The first ship “Viking Lady” to employ a 320 kW Molton Carbonate fuel fuel cell in history docked  at the Copenahgen  Nyhavn at Kvaesthusmolen pier. Shipping is now responsible for roughly three percent of global emissions of greenhouse gases, or more than one billion metric tons of carbon dioxide every year, along with smog-forming nitrogen oxides, sulfur dioxides and soot. In fact, emissions of nitrogen oxides from one ship burning diesel in a year are greater than those from 22,000 cars. That’s because ships burn bunker fuel or diesel to cleave through the waves but, according to Tor Svensen, CEO of Det Norske Veritas (DNV) Maritime, “it is possible for shipping to reduce emissions, even taking into account growth in world trade.” In fact, ships could reduce emissions of CO2 by 500 million metric tons by 2030 while increasing profits, according to an analysis done by DNV. After all, fuel costs for a tanker ship are fully 41 percent of its total operating costs. A tax on CO2 emissions of just $15 would drive cuts of 700 million metric tons, according to Svensen. Energy savings of as much as 40 percent can be achieved through better hull design, more efficient engines and even the type of paint used on the ship. “Just by polishing the propeller occasionally, one can do a lot,” says Alte Palomaki, a spokesman for ship and turbine-maker Wartsila Corporation. But in the case of the 5,900 metric ton Viking Lady, Norwegian shipping company Eidesvik and its partners have gone further, installing a 320-kilowatt molten carbonate fuel cell that operates on liquefied natural gas (and can be reconfigured, if necessary, to run on methanol). Storage tanks for the hydrogen and carbon dioxide that gets the fuel cell started press up against the stern of the 92.2 meter-long ship (in case of explosion) as do the machines to regasify the fuel. The fuel cell operates at 650 degrees Celsius and is warm to the touch, even on a blustery, frigid day in Copenhagen’s harbor.

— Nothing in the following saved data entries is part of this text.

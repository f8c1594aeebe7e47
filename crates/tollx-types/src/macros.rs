/// Declares a closed wire enumeration.
///
/// Every variant maps to exactly one case-sensitive wire code. The generated
/// type serializes as that code, parses it back through `FromStr`, and
/// exposes the full member list as `ALL`.
macro_rules! closed_set {
    (
        $(#[$meta:meta])*
        $vis:vis enum $name:ident as $label:literal {
            $( $(#[$vmeta:meta])* $variant:ident => $code:literal ),+ $(,)?
        }
    ) => {
        $(#[$meta])*
        #[derive(Clone, Copy, Debug, PartialEq, Eq, Hash, PartialOrd, Ord)]
        $vis enum $name {
            $( $(#[$vmeta])* $variant ),+
        }

        impl $name {
            /// Every member of the set, in declaration order.
            pub const ALL: &'static [$name] = &[$($name::$variant),+];

            /// The wire code for this member.
            pub fn as_str(&self) -> &'static str {
                match self {
                    $( $name::$variant => $code ),+
                }
            }
        }

        impl ::std::fmt::Display for $name {
            fn fmt(&self, f: &mut ::std::fmt::Formatter<'_>) -> ::std::fmt::Result {
                f.write_str(self.as_str())
            }
        }

        impl ::std::str::FromStr for $name {
            type Err = $crate::error::TypeError;

            fn from_str(s: &str) -> Result<Self, Self::Err> {
                match s {
                    $( $code => Ok($name::$variant), )+
                    other => Err($crate::error::TypeError::UnknownCode {
                        kind: $label,
                        value: other.to_string(),
                    }),
                }
            }
        }

        impl ::serde::Serialize for $name {
            fn serialize<S: ::serde::Serializer>(&self, serializer: S) -> Result<S::Ok, S::Error> {
                serializer.serialize_str(self.as_str())
            }
        }

        impl<'de> ::serde::Deserialize<'de> for $name {
            fn deserialize<D: ::serde::Deserializer<'de>>(deserializer: D) -> Result<Self, D::Error> {
                let raw = <String as ::serde::Deserialize>::deserialize(deserializer)?;
                raw.parse().map_err(::serde::de::Error::custom)
            }
        }
    };
}
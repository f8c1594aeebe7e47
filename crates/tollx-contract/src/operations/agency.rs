use tollx_ledger::{Ledger, Scope, Selector};
use tollx_rules::{Lifecycle, Validate};
use tollx_types::{keys, Agency};

use crate::contract::{parse_status, Contract};
use crate::error::ContractResult;

impl<L: Ledger> Contract<L> {
    pub fn create_agency(&self, agency: Agency) -> ContractResult<Agency> {
        agency.validate()?;
        self.insert(agency, |_| Ok(()))
    }

    pub fn get_agency(&self, agency_id: &str) -> ContractResult<Agency> {
        self.fetch(&Scope::Shared, &keys::agency_key(agency_id))
    }

    pub fn update_agency_status(&self, agency_id: &str, status: &str) -> ContractResult<Agency> {
        self.transition(&Scope::Shared, &keys::agency_key(agency_id), status)
    }

    pub fn query_agencies_by_status(&self, status: &str) -> ContractResult<Vec<Agency>> {
        let status = parse_status::<Agency>(status)?;
        self.query(
            Scope::Shared,
            Selector::new().with(Agency::STATUS_FIELD, status.as_str()),
        )
    }

    /// Fails with `NotFound` if reference checks are on and the agency is
    /// not registered.
    pub(crate) fn require_agency(&self, agency_id: &str) -> ContractResult<()> {
        if !self.config().verify_references {
            return Ok(());
        }
        self.require_present(&Scope::Shared, &keys::agency_key(agency_id))
    }
}

#[cfg(test)]
mod tests {
    use crate::error::ContractError;
    use crate::operations::fixtures;
    use tollx_types::{samples, AgencyStatus};

    #[test]
    fn create_stamps_both_timestamps() {
        let contract = fixtures::contract();
        let agency = contract.get_agency("A1").unwrap();
        assert_eq!(agency.created_at, Some(fixtures::now()));
        assert_eq!(agency.updated_at, Some(fixtures::now()));
    }

    #[test]
    fn caller_timestamps_are_overwritten() {
        let contract = fixtures::contract();
        let mut agency = samples::agency("A3");
        agency.created_at = Some(fixtures::now() - chrono::Duration::days(400));
        let created = contract.create_agency(agency).unwrap();
        assert_eq!(created.created_at, Some(fixtures::now()));
    }

    #[test]
    fn duplicate_leaves_stored_record_unchanged() {
        let contract = fixtures::contract();
        let mut renamed = samples::agency("A1");
        renamed.name = "Someone Else".into();
        let err = contract.create_agency(renamed).unwrap_err();
        assert!(matches!(err, ContractError::Duplicate { ref key } if key == "AGENCY_A1"));
        assert_eq!(contract.get_agency("A1").unwrap().name, "Agency A1");
    }

    #[test]
    fn suspend_and_reactivate() {
        let contract = fixtures::contract();
        let agency = contract.update_agency_status("A1", "suspended").unwrap();
        assert_eq!(agency.status, Some(AgencyStatus::Suspended));
        contract.update_agency_status("A1", "active").unwrap();
        let err = contract.update_agency_status("A1", "active").unwrap_err();
        assert_eq!(err.kind(), "InvalidTransitionError");
    }

    #[test]
    fn query_by_status() {
        let contract = fixtures::contract();
        contract.update_agency_status("A2", "inactive").unwrap();
        let active = contract.query_agencies_by_status("active").unwrap();
        assert_eq!(active.len(), 1);
        assert_eq!(active[0].agency_id, "A1");
        assert!(matches!(
            contract.query_agencies_by_status("ACTIVE"),
            Err(ContractError::InvalidEnum { .. })
        ));
    }

    #[test]
    fn missing_agency() {
        let contract = fixtures::contract();
        assert!(matches!(
            contract.get_agency("A9"),
            Err(ContractError::NotFound { ref key }) if key == "AGENCY_A9"
        ));
    }
}
use thiserror::Error;

/// A violated field-level rule.
#[derive(Debug, Clone, Error, PartialEq, Eq)]
pub enum RuleError {
    /// A required, range, format, cross-field or conditional rule failed.
    #[error("validation failed on {field}: {reason}")]
    Validation { field: String, reason: String },

    /// A closed-set code field holds a value outside its set.
    #[error("invalid {field}: unrecognized code '{value}'")]
    InvalidEnum { field: String, value: String },
}

impl RuleError {
    pub fn validation(field: impl Into<String>, reason: impl Into<String>) -> Self {
        Self::Validation {
            field: field.into(),
            reason: reason.into(),
        }
    }

    pub fn invalid_enum(field: impl Into<String>, value: impl Into<String>) -> Self {
        Self::InvalidEnum {
            field: field.into(),
            value: value.into(),
        }
    }

    /// Name of the offending field.
    pub fn field(&self) -> &str {
        match self {
            Self::Validation { field, .. } | Self::InvalidEnum { field, .. } => field,
        }
    }
}

/// A rejected status change.
#[derive(Debug, Clone, Error, PartialEq, Eq)]
pub enum TransitionError {
    #[error("unknown current {entity} status '{status}'")]
    UnknownStatus { entity: String, status: String },

    #[error("cannot transition {entity} from {from} to {to}")]
    NotAllowed {
        entity: String,
        from: String,
        to: String,
    },
}

pub type RuleResult<T> = Result<T, RuleError>;
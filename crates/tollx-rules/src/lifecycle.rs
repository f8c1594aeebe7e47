//! Allowed status transitions per entity.
//!
//! Tables are `static` data: built at compile time, never mutated. A status
//! absent from a table's keys is unknown to that table and every transition
//! out of it fails. Terminal statuses are listed with an empty target set so
//! that moving out of them reports "cannot transition" instead.
//! Remaining in the same status is only allowed where a table lists it.

use std::fmt::Display;
use std::str::FromStr;

use tollx_types::{
    Agency, AgencyStatus, Charge, ChargeStatus, Record, Settlement, SettlementStatus, Tag,
    TagStatus, TypeError,
};

use crate::error::TransitionError;

/// Immutable mapping from a current status to the statuses it may move to.
#[derive(Debug)]
pub struct TransitionTable<S: 'static> {
    entity: &'static str,
    initial: &'static [S],
    edges: &'static [(S, &'static [S])],
}

impl<S> TransitionTable<S>
where
    S: Copy + PartialEq + Display + 'static,
{
    pub const fn new(
        entity: &'static str,
        initial: &'static [S],
        edges: &'static [(S, &'static [S])],
    ) -> Self {
        Self {
            entity,
            initial,
            edges,
        }
    }

    pub fn entity(&self) -> &'static str {
        self.entity
    }

    /// Statuses a record may be created in.
    pub fn initial(&self) -> &'static [S] {
        self.initial
    }

    pub fn is_initial(&self, status: S) -> bool {
        self.initial.contains(&status)
    }

    /// Targets reachable from `from`, or `None` if `from` is not a key.
    pub fn allowed(&self, from: S) -> Option<&'static [S]> {
        self.edges
            .iter()
            .find(|(state, _)| *state == from)
            .map(|(_, targets)| *targets)
    }

    pub fn is_allowed(&self, from: S, to: S) -> bool {
        self.allowed(from)
            .map(|targets| targets.contains(&to))
            .unwrap_or(false)
    }

    /// Check a requested move, naming both statuses on failure.
    pub fn check(&self, from: S, to: S) -> Result<(), TransitionError> {
        let targets = self
            .allowed(from)
            .ok_or_else(|| TransitionError::UnknownStatus {
                entity: self.entity.to_string(),
                status: from.to_string(),
            })?;
        if targets.contains(&to) {
            Ok(())
        } else {
            Err(TransitionError::NotAllowed {
                entity: self.entity.to_string(),
                from: from.to_string(),
                to: to.to_string(),
            })
        }
    }
}

pub static AGENCY_TRANSITIONS: TransitionTable<AgencyStatus> = {
    use AgencyStatus::*;
    TransitionTable::new(
        "agency",
        &[Active, Suspended, Inactive],
        &[
            (Active, &[Suspended, Inactive]),
            (Suspended, &[Active, Inactive]),
            (Inactive, &[Active]),
        ],
    )
};

pub static TAG_TRANSITIONS: TransitionTable<TagStatus> = {
    use TagStatus::*;
    TransitionTable::new(
        "tag",
        &[Valid, Invalid, Inactive, Lost, Stolen],
        &[
            (Valid, &[Invalid, Inactive, Lost, Stolen]),
            (Invalid, &[Valid]),
            (Inactive, &[Valid, Invalid]),
            (Lost, &[Valid, Invalid]),
            (Stolen, &[Valid, Invalid]),
        ],
    )
};

pub static CHARGE_TRANSITIONS: TransitionTable<ChargeStatus> = {
    use ChargeStatus::*;
    TransitionTable::new(
        "charge",
        &[Pending],
        &[
            (Pending, &[Posted, Rejected]),
            (Posted, &[Settled, Disputed]),
            (Disputed, &[Posted]),
            (Rejected, &[]),
            (Settled, &[]),
        ],
    )
};

pub static SETTLEMENT_TRANSITIONS: TransitionTable<SettlementStatus> = {
    use SettlementStatus::*;
    TransitionTable::new(
        "settlement",
        &[Draft],
        &[
            (Draft, &[Submitted]),
            (Submitted, &[Accepted, Disputed]),
            (Disputed, &[Accepted, Cancelled]),
            (Accepted, &[Paid]),
            (Cancelled, &[]),
            (Paid, &[]),
        ],
    )
};

/// An entity with a status field governed by a transition table.
pub trait Lifecycle: Record {
    type Status: Copy + PartialEq + Display + FromStr<Err = TypeError> + 'static;

    /// Wire name of the status attribute.
    const STATUS_FIELD: &'static str;

    fn transitions() -> &'static TransitionTable<Self::Status>;

    /// Current status, `None` when the record carries none.
    fn status(&self) -> Option<Self::Status>;

    fn set_status(&mut self, status: Self::Status);
}

impl Lifecycle for Agency {
    type Status = AgencyStatus;
    const STATUS_FIELD: &'static str = "status";

    fn transitions() -> &'static TransitionTable<AgencyStatus> {
        &AGENCY_TRANSITIONS
    }

    fn status(&self) -> Option<AgencyStatus> {
        self.status
    }

    fn set_status(&mut self, status: AgencyStatus) {
        self.status = Some(status);
    }
}

impl Lifecycle for Tag {
    type Status = TagStatus;
    const STATUS_FIELD: &'static str = "tagStatus";

    fn transitions() -> &'static TransitionTable<TagStatus> {
        &TAG_TRANSITIONS
    }

    fn status(&self) -> Option<TagStatus> {
        self.tag_status
    }

    fn set_status(&mut self, status: TagStatus) {
        self.tag_status = Some(status);
    }
}

impl Lifecycle for Charge {
    type Status = ChargeStatus;
    const STATUS_FIELD: &'static str = "status";

    fn transitions() -> &'static TransitionTable<ChargeStatus> {
        &CHARGE_TRANSITIONS
    }

    fn status(&self) -> Option<ChargeStatus> {
        self.status
    }

    fn set_status(&mut self, status: ChargeStatus) {
        self.status = Some(status);
    }
}

impl Lifecycle for Settlement {
    type Status = SettlementStatus;
    const STATUS_FIELD: &'static str = "status";

    fn transitions() -> &'static TransitionTable<SettlementStatus> {
        &SETTLEMENT_TRANSITIONS
    }

    fn status(&self) -> Option<SettlementStatus> {
        self.status
    }

    fn set_status(&mut self, status: SettlementStatus) {
        self.status = Some(status);
    }
}

#[cfg(test)]
mod tests {
    use super::*;
    use proptest::prelude::*;

    #[test]
    fn charge_happy_path() {
        use ChargeStatus::*;
        assert!(CHARGE_TRANSITIONS.check(Pending, Posted).is_ok());
        assert!(CHARGE_TRANSITIONS.check(Posted, Settled).is_ok());
        assert!(CHARGE_TRANSITIONS.check(Posted, Disputed).is_ok());
        assert!(CHARGE_TRANSITIONS.check(Disputed, Posted).is_ok());
    }

    #[test]
    fn charge_cannot_skip_posting() {
        let err = CHARGE_TRANSITIONS
            .check(ChargeStatus::Pending, ChargeStatus::Settled)
            .unwrap_err();
        assert_eq!(err.to_string(), "cannot transition charge from pending to settled");
    }

    #[test]
    fn same_status_is_rejected_unless_listed() {
        for status in ChargeStatus::ALL {
            assert!(CHARGE_TRANSITIONS.check(*status, *status).is_err());
        }
        for status in SettlementStatus::ALL {
            assert!(SETTLEMENT_TRANSITIONS.check(*status, *status).is_err());
        }
        for status in TagStatus::ALL {
            assert!(TAG_TRANSITIONS.check(*status, *status).is_err());
        }
    }

    #[test]
    fn terminal_statuses_have_no_exits() {
        assert_eq!(CHARGE_TRANSITIONS.allowed(ChargeStatus::Settled), Some(&[][..]));
        let err = CHARGE_TRANSITIONS
            .check(ChargeStatus::Settled, ChargeStatus::Settled)
            .unwrap_err();
        assert!(matches!(err, TransitionError::NotAllowed { .. }));
        assert!(SETTLEMENT_TRANSITIONS
            .check(SettlementStatus::Paid, SettlementStatus::Accepted)
            .is_err());
    }

    #[test]
    fn settlement_table() {
        use SettlementStatus::*;
        assert!(SETTLEMENT_TRANSITIONS.is_allowed(Draft, Submitted));
        assert!(SETTLEMENT_TRANSITIONS.is_allowed(Submitted, Disputed));
        assert!(SETTLEMENT_TRANSITIONS.is_allowed(Disputed, Cancelled));
        assert!(SETTLEMENT_TRANSITIONS.is_allowed(Accepted, Paid));
        assert!(!SETTLEMENT_TRANSITIONS.is_allowed(Draft, Paid));
        assert!(!SETTLEMENT_TRANSITIONS.is_allowed(Submitted, Paid));
    }

    #[test]
    fn tag_table() {
        use TagStatus::*;
        assert!(TAG_TRANSITIONS.is_allowed(Valid, Stolen));
        assert!(TAG_TRANSITIONS.is_allowed(Stolen, Valid));
        assert!(!TAG_TRANSITIONS.is_allowed(Invalid, Lost));
        assert!(!TAG_TRANSITIONS.is_allowed(Lost, Stolen));
    }

    #[test]
    fn initial_statuses() {
        assert!(CHARGE_TRANSITIONS.is_initial(ChargeStatus::Pending));
        assert!(!CHARGE_TRANSITIONS.is_initial(ChargeStatus::Posted));
        assert_eq!(SETTLEMENT_TRANSITIONS.initial(), &[SettlementStatus::Draft]);
        assert!(TagStatus::ALL.iter().all(|s| TAG_TRANSITIONS.is_initial(*s)));
    }

    static PARTIAL: TransitionTable<ChargeStatus> = TransitionTable::new(
        "charge",
        &[ChargeStatus::Pending],
        &[(ChargeStatus::Pending, &[ChargeStatus::Posted])],
    );

    #[test]
    fn status_missing_from_table_is_unknown() {
        let err = PARTIAL
            .check(ChargeStatus::Posted, ChargeStatus::Settled)
            .unwrap_err();
        assert_eq!(
            err,
            TransitionError::UnknownStatus {
                entity: "charge".into(),
                status: "posted".into(),
            }
        );
    }

    fn charge_status() -> impl Strategy<Value = ChargeStatus> {
        proptest::sample::select(ChargeStatus::ALL.to_vec())
    }

    proptest! {
        #[test]
        fn check_agrees_with_table(from in charge_status(), to in charge_status()) {
            let listed = CHARGE_TRANSITIONS
                .allowed(from)
                .map(|targets| targets.contains(&to))
                .unwrap_or(false);
            prop_assert_eq!(CHARGE_TRANSITIONS.check(from, to).is_ok(), listed);
        }

        #[test]
        fn unknown_current_always_fails(from in charge_status(), to in charge_status()) {
            prop_assume!(from != ChargeStatus::Pending);
            prop_assert!(PARTIAL.check(from, to).is_err());
        }
    }
}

Already, liquefied natural gas is cheaper than diesel—if you can find it. Engineer and project developer Kjell Sandaker of Eidesvik notes there are as many as 15 such fueling stations along the Norwegian coast and the bright orange Viking Lady gases up once a week as its onboard turbines also directly burn the gas to supply electricity to the engines, though they can also burn diesel if necessary. The ship’s 220 cubic meter tank can hold roughly 90 metric tons of liquefied natural gas at a time.